Figure 1.

VGT-309 labels human lung cancer cell lines in a cathepsin activity-dependent manner. a. Mechanism of action of VGT-309. The ICG fluorophore is quenched by the QC-1 quencher until it is cleaved upon covalent binding by cysteine cathepsins. b. Western blot analysis of cathepsin expression in human non-small cell lung cancer cell lines with KB (human cervical carcinoma) used as a positive control. c. SDS-PAGE analysis of probe-labeled species in H1264 (human pulmonary squamous cell carcinoma) cells with and without pretreatment with 100 uM JPM-OEt, a broad spectrum cathepsin inhibitor. d.

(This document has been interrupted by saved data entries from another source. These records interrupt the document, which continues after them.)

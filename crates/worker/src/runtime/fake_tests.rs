// SPDX-License-Identifier: BUSL-1.1
// Copyright (c) 2026 Alfred Jean LLC

use super::*;
use tempfile::TempDir;

fn spec(dir: &TempDir, argv: &[&str]) -> ContainerSpec {
    ContainerSpec {
        name: "cc-test".to_string(),
        image: "crowd-test:latest".to_string(),
        argv: argv.iter().map(|s| s.to_string()).collect(),
        scratch_dir: dir.path().to_path_buf(),
    }
}

async fn run(runtime: &FakeRuntime, spec: &ContainerSpec) -> ContainerExit {
    runtime.spawn(spec).await.unwrap();
    runtime.wait(&spec.name).await.unwrap()
}

#[tokio::test]
async fn hashcat_finds_the_cracked_word() {
    let dir = TempDir::new().unwrap();
    std::fs::write(dir.path().join("wordlist.txt"), "password123\nsecret\nhashcat\nadmin\n")
        .unwrap();

    // md5("hashcat")
    let spec = spec(
        &dir,
        &[
            "hashcat",
            "-m",
            "0",
            "-a",
            "0",
            "--potfile-disable",
            "--outfile",
            "result.txt",
            "8743b52063cd84097a65d1633f5c74f5",
            "wordlist.txt",
        ],
    );

    let exit = run(&FakeRuntime::new(), &spec).await;
    assert_eq!(exit.code, 0);
    assert_eq!(std::fs::read_to_string(dir.path().join("result.txt")).unwrap(), "hashcat\n");
}

#[tokio::test]
async fn hashcat_exhausts_on_no_match() {
    let dir = TempDir::new().unwrap();
    std::fs::write(dir.path().join("wordlist.txt"), "alpha\nbravo\n").unwrap();

    let spec = spec(
        &dir,
        &[
            "hashcat",
            "-m",
            "0",
            "-a",
            "0",
            "--potfile-disable",
            "--outfile",
            "result.txt",
            "8743b52063cd84097a65d1633f5c74f5",
            "wordlist.txt",
        ],
    );

    let exit = run(&FakeRuntime::new(), &spec).await;
    assert_eq!(exit.code, 1);
    assert!(exit.stderr_tail.contains("exhausted"));
    assert!(!dir.path().join("result.txt").exists());
}

#[tokio::test]
async fn sort_merges_inputs_preserving_duplicates() {
    let dir = TempDir::new().unwrap();
    std::fs::write(dir.path().join("a.txt"), "bravo\ndelta\n").unwrap();
    std::fs::write(dir.path().join("b.txt"), "alpha\nbravo\n").unwrap();

    let spec = spec(&dir, &["sort", "-m", "-o", "final.txt", "a.txt", "b.txt"]);
    let exit = run(&FakeRuntime::new(), &spec).await;

    assert_eq!(exit.code, 0);
    assert_eq!(
        std::fs::read_to_string(dir.path().join("final.txt")).unwrap(),
        "alpha\nbravo\nbravo\ndelta\n"
    );
}

#[tokio::test]
async fn sort_of_empty_inputs_writes_an_empty_output() {
    let dir = TempDir::new().unwrap();
    std::fs::write(dir.path().join("empty.txt"), "").unwrap();

    let spec = spec(&dir, &["sort", "-o", "sorted.txt", "empty.txt"]);
    let exit = run(&FakeRuntime::new(), &spec).await;

    assert_eq!(exit.code, 0);
    assert_eq!(std::fs::read_to_string(dir.path().join("sorted.txt")).unwrap(), "");
}

#[tokio::test]
async fn missing_input_file_fails() {
    let dir = TempDir::new().unwrap();
    let spec = spec(&dir, &["sort", "-o", "out.txt", "nope.txt"]);
    let exit = run(&FakeRuntime::new(), &spec).await;
    assert_eq!(exit.code, 2);
}

#[tokio::test]
async fn unknown_command_exits_127() {
    let dir = TempDir::new().unwrap();
    let spec = spec(&dir, &["frobnicate"]);
    let exit = run(&FakeRuntime::new(), &spec).await;
    assert_eq!(exit.code, 127);
}

#[tokio::test]
async fn injected_exit_code_skips_plugin_logic() {
    let dir = TempDir::new().unwrap();
    let spec = spec(&dir, &["sort", "-o", "out.txt"]);
    let exit = run(&FakeRuntime::with_behavior(FakeBehavior::Exit(9)), &spec).await;
    assert_eq!(exit.code, 9);
    assert!(!dir.path().join("out.txt").exists());
}

#[tokio::test]
async fn hanging_container_exits_when_killed() {
    let dir = TempDir::new().unwrap();
    let runtime = Arc::new(FakeRuntime::with_behavior(FakeBehavior::Hang));
    let spec = spec(&dir, &["sort", "-o", "out.txt"]);

    runtime.spawn(&spec).await.unwrap();
    let waiter = {
        let runtime = Arc::clone(&runtime);
        let name = spec.name.clone();
        tokio::spawn(async move { runtime.wait(&name).await })
    };

    tokio::time::sleep(std::time::Duration::from_millis(20)).await;
    assert_eq!(runtime.running(), vec!["cc-test".to_string()]);
    runtime.kill(&spec.name).await.unwrap();

    let exit = waiter.await.unwrap().unwrap();
    assert_eq!(exit.code, 137);
    assert!(runtime.running().is_empty());
}

#[tokio::test]
async fn wait_on_unknown_container_fails() {
    let runtime = FakeRuntime::new();
    assert!(matches!(runtime.wait("ghost").await, Err(RuntimeError::NotFound(_))));
}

Fluorescence microscopy of A549 (human pulmonary adenocarcinoma) cells at 100x magnification 1 hour after treatment with 1 uM VGT-309. Cells were co-stained with DAPI and Lyso-Tracker. VGT-309 labeling (shown in green) is predominantly lysosomal (shown in red) in distribution. Overlay images are shown at left with VGT-309 channel and Lyso-Tracker channels shown at right. Scale bars represent 5 μm. e. Fluorescence intensity of A549 cells 1 hour after administration of increasing concentrations of VGT-309. Cells were pretreated for 30 minutes with either JPM-OEt or DMSO vehicle prior to VGT-309 administration. f. Fluorescence microscopy showing VGT-309 fluorescence in A549 cells with and without pretreatment with JPM-OEt, showing cathepsin-activity dependence of fluorescence. Scale bars represent 20 μm.